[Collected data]
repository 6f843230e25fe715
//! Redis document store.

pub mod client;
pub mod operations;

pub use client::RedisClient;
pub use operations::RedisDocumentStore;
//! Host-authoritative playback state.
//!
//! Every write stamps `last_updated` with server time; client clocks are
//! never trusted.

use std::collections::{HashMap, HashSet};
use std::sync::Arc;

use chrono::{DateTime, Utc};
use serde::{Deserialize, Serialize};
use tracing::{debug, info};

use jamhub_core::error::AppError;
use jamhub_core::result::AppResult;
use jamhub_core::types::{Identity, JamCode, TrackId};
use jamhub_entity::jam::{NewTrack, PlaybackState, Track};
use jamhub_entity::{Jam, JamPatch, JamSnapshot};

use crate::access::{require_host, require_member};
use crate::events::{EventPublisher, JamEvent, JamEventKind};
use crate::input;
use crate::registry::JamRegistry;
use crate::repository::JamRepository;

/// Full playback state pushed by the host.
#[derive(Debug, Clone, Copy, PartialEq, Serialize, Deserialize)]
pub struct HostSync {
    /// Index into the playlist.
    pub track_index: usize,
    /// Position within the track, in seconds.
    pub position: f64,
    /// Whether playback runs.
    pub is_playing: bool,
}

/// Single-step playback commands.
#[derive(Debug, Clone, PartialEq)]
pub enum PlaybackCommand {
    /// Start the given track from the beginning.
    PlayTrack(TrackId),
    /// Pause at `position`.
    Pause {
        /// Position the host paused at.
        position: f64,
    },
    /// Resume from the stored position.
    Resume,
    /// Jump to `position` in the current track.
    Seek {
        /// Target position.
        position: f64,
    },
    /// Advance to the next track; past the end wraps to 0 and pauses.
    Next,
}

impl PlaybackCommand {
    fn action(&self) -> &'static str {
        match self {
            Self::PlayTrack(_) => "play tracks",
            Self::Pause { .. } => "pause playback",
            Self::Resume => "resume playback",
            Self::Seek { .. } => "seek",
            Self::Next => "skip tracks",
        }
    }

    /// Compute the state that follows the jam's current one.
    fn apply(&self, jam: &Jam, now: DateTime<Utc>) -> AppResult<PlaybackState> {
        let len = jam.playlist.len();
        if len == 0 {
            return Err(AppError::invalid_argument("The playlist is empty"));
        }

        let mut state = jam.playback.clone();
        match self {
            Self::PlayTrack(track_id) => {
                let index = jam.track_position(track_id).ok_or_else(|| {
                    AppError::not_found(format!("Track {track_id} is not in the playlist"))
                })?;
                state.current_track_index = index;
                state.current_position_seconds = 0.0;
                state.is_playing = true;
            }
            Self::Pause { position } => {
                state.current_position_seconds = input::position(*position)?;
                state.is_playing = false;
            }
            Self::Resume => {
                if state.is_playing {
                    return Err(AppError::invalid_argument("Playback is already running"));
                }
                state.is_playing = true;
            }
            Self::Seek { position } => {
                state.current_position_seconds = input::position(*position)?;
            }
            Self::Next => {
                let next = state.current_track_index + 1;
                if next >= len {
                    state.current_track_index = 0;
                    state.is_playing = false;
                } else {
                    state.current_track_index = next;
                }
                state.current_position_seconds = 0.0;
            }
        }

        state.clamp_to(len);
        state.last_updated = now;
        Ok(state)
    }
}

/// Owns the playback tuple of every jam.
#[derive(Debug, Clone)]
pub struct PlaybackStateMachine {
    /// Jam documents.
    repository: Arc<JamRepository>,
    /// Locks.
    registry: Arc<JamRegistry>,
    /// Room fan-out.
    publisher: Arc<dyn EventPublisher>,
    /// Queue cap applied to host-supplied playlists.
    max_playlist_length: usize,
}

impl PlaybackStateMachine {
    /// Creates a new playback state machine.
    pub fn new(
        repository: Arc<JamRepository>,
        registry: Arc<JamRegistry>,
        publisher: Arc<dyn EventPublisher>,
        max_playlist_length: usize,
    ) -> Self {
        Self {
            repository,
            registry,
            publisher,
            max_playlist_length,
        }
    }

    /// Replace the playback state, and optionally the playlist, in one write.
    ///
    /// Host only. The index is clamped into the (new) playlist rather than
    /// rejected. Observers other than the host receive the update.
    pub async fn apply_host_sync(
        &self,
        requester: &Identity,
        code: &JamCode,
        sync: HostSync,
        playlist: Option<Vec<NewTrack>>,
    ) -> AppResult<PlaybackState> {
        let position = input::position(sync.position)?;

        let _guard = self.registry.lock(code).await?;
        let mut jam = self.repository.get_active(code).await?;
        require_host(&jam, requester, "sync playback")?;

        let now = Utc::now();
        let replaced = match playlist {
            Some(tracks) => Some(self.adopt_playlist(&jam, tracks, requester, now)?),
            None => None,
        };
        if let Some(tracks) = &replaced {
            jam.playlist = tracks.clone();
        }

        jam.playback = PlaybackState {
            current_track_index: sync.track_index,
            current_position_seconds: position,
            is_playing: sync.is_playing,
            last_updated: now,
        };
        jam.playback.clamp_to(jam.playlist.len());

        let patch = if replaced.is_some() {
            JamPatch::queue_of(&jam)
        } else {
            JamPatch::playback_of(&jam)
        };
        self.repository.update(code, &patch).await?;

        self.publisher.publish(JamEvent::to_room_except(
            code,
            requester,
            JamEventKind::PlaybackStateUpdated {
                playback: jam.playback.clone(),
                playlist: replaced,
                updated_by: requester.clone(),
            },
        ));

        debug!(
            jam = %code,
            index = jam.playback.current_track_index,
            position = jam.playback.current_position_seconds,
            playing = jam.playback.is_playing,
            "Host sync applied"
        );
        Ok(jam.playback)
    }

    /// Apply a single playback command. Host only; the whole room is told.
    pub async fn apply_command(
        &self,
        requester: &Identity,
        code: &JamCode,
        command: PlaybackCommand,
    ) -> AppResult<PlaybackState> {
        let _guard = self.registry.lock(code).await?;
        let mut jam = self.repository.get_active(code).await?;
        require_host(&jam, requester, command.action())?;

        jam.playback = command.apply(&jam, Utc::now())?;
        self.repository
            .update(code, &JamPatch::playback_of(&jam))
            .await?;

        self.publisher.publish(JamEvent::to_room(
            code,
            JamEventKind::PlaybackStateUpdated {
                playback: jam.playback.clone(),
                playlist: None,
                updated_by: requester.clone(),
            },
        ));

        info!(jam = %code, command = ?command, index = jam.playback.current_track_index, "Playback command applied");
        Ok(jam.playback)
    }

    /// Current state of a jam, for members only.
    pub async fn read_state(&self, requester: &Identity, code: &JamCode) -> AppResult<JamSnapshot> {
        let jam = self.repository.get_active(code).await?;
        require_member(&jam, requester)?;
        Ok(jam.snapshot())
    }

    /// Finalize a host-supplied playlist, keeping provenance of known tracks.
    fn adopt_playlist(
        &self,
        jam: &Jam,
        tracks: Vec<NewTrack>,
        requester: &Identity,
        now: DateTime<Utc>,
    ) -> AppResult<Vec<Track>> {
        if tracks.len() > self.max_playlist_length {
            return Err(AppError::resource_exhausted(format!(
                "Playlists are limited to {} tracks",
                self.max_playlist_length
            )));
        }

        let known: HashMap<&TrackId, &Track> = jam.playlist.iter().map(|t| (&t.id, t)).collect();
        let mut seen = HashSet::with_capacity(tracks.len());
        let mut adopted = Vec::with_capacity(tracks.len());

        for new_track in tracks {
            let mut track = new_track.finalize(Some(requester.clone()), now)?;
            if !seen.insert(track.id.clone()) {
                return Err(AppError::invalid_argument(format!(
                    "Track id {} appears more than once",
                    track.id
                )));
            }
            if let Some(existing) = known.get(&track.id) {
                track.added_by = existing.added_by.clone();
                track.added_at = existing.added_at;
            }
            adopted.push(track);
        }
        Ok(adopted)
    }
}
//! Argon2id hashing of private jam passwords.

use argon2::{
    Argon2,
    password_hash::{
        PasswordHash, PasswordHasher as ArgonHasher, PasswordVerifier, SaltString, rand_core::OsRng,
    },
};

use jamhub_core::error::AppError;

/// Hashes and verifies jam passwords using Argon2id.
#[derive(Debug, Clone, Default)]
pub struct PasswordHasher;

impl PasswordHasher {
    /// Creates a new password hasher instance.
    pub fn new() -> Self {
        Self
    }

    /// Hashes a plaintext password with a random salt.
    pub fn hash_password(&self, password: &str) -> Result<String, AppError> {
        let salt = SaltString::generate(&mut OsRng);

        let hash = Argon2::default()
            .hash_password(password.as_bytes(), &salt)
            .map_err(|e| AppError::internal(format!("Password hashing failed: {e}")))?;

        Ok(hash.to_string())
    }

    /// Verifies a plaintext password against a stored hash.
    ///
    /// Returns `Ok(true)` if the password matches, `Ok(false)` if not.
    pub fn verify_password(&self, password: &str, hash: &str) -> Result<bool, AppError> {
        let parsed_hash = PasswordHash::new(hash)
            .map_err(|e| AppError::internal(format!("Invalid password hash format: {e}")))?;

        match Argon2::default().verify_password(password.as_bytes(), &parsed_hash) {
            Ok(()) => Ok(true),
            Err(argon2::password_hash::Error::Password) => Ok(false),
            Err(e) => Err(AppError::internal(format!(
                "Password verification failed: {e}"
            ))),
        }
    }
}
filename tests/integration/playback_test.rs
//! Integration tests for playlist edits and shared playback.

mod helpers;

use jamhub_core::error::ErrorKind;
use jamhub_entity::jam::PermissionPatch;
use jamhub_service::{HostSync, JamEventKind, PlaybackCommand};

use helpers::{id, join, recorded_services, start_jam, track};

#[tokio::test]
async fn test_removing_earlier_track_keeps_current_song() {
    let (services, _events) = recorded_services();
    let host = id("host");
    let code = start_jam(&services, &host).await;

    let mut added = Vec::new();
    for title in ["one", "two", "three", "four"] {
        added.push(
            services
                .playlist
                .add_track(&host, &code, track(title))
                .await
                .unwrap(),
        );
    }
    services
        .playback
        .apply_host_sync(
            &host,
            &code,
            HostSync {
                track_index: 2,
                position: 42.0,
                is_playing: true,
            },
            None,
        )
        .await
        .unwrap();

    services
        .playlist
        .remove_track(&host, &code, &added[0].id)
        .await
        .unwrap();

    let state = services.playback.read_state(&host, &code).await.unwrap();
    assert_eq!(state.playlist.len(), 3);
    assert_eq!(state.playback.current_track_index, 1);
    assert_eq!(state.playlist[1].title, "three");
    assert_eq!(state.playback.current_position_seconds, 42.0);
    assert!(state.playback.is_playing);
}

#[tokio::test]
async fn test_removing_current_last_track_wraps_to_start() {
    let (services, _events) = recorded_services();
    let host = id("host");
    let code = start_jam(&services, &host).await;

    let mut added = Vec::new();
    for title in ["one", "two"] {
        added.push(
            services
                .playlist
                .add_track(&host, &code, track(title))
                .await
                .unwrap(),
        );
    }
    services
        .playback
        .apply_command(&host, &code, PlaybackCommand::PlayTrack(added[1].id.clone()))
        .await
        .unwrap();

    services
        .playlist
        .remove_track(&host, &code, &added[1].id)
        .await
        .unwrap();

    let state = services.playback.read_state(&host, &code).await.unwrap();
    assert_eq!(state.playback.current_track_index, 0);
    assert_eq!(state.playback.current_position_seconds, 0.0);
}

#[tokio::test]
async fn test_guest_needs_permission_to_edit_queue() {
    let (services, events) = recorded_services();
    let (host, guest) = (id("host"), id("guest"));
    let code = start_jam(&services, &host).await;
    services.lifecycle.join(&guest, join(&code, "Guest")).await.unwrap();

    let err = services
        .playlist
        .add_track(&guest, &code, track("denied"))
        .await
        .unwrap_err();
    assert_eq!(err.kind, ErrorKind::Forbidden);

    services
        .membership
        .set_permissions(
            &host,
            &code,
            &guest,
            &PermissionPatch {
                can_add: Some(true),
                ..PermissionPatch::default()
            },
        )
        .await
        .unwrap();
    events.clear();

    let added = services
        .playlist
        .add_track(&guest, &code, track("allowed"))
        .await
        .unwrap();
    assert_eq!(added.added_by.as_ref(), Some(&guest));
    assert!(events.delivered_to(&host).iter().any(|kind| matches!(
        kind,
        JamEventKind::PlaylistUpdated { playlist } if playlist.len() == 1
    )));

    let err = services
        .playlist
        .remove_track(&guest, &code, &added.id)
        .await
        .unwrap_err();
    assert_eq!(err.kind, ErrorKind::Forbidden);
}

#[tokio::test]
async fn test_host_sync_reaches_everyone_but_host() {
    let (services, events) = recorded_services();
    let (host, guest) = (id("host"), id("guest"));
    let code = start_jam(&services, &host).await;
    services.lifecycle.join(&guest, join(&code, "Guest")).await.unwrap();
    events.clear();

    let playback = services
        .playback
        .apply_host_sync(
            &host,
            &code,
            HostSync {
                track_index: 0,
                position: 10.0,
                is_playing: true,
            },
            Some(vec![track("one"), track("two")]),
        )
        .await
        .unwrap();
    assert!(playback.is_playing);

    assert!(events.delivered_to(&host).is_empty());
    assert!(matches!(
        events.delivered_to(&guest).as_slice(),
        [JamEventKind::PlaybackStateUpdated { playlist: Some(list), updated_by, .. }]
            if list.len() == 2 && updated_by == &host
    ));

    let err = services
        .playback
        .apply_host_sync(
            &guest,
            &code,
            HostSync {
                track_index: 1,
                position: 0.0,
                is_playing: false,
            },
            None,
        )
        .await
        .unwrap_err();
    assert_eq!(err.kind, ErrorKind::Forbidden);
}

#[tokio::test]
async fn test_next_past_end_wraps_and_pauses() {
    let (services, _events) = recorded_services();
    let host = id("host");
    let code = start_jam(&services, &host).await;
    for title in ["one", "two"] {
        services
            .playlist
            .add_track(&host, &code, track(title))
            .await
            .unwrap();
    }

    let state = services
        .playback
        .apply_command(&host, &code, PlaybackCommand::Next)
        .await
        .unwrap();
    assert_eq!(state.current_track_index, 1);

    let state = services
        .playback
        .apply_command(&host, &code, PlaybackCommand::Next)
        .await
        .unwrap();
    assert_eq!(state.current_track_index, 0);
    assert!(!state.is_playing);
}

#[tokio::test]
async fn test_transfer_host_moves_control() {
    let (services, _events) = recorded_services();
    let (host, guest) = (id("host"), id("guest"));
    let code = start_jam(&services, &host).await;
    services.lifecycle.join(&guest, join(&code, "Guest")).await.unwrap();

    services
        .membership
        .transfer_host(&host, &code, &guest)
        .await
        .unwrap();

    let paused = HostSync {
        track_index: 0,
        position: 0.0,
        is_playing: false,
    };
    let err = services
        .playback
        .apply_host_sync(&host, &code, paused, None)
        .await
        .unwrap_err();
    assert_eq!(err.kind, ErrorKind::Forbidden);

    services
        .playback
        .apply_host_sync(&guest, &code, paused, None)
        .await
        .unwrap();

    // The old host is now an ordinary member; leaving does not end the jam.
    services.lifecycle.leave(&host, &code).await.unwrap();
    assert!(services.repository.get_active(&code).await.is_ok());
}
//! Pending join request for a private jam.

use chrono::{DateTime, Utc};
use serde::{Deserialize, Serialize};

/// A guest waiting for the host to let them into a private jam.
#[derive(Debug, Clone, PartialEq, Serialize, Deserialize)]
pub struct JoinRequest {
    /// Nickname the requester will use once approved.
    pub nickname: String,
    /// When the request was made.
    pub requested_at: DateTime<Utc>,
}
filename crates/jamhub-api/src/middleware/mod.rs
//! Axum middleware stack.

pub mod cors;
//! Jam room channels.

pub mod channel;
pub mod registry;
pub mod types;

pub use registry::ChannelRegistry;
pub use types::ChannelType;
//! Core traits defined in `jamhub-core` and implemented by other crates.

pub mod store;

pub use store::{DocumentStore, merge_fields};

• WHAT TO DO: Check each line above for "stored" and return the ones that have it.

• RESULT:
    /// Resume from the stored position.
    /// Verifies a plaintext password against a stored hash.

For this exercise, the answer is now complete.